Diffractive systems provide a Gaussian passband-filter function that has very low insertion loss at the channel center. However, the Gaussian shape can cause undesired changes in insertion loss if the laser wavelength drifts or if the center of the passband shifts with changes in temperature. In addition, in most long-haul networks, the light must be multiplexed and demultiplexed many times, thus requiring muxes/demuxes to be cascaded in series. The Gaussian passband becomes unacceptable for these applications because the Gaussian filter function "collapses" when cascaded in series.
Thin-film filters, the incumbent DWDM technology, produce a flat-top passband that does not suffer from the disadvantages of the Gaussian function but have somewhat higher insertion loss. Flat-top devices are much less sensitive to changes in insertion loss due to laser wavelength drift or thermal drift. In addition, the passband does not collapse when cascaded in series.

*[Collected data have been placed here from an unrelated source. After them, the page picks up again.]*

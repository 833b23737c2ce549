// File: src/model/season.rs
//! Month lookup tables for half-term seasons and inferred holiday names.
//!
//! Both tables are evaluated top-down and the first row containing the month
//! wins, so rows may overlap without ambiguity.
use strum::{Display, EnumIter};

#[derive(Debug, Clone, Copy, PartialEq, Eq, Display, EnumIter)]
pub enum Season {
    Spring,
    Summer,
    Autumn,
}

#[derive(Debug, Clone, Copy, PartialEq, Eq, Display, EnumIter)]
pub enum HolidayName {
    #[strum(to_string = "Christmas Holidays")]
    Christmas,
    #[strum(to_string = "Spring Half Term")]
    SpringHalfTerm,
    #[strum(to_string = "Easter Holiday")]
    Easter,
    #[strum(to_string = "Summer Half Term")]
    SummerHalfTerm,
    #[strum(to_string = "Summer Holidays")]
    Summer,
    #[strum(to_string = "Autumn Half Term")]
    AutumnHalfTerm,
    #[strum(to_string = "Holiday")]
    Generic,
}

pub const HALF_TERM_SEASONS: &[(&[u32], Season)] = &[
    (&[2], Season::Spring),
    (&[5, 6], Season::Summer),
    (&[10, 11], Season::Autumn),
];

pub const HOLIDAY_NAMES: &[(&[u32], HolidayName)] = &[
    (&[12, 1], HolidayName::Christmas),
    (&[2], HolidayName::SpringHalfTerm),
    (&[3, 4], HolidayName::Easter),
    (&[5, 6], HolidayName::SummerHalfTerm),
    (&[7, 8], HolidayName::Summer),
    (&[10, 11], HolidayName::AutumnHalfTerm),
];

pub fn lookup_month<T: Copy>(table: &[(&[u32], T)], month: u32) -> Option<T> {
    table
        .iter()
        .find(|(months, _)| months.contains(&month))
        .map(|(_, value)| *value)
}

pub fn half_term_season(month: u32) -> Option<Season> {
    lookup_month(HALF_TERM_SEASONS, month)
}

pub fn holiday_name(month: u32) -> HolidayName {
    lookup_month(HOLIDAY_NAMES, month).unwrap_or(HolidayName::Generic)
}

Free-space optics provide the capability and flexibility to achieve flat-top passbands with adequate bandwidth and some additional insertion loss (1.5 to 2.0 dB).
Andrew Sappey is chief technology officer and a co-founder, and Pei Huang is director of focused R&D at Zolo Technologies, 410 S. Arthur Ave., Louisville, CO 80027. Andrew Sappey can be reached at email@example.com.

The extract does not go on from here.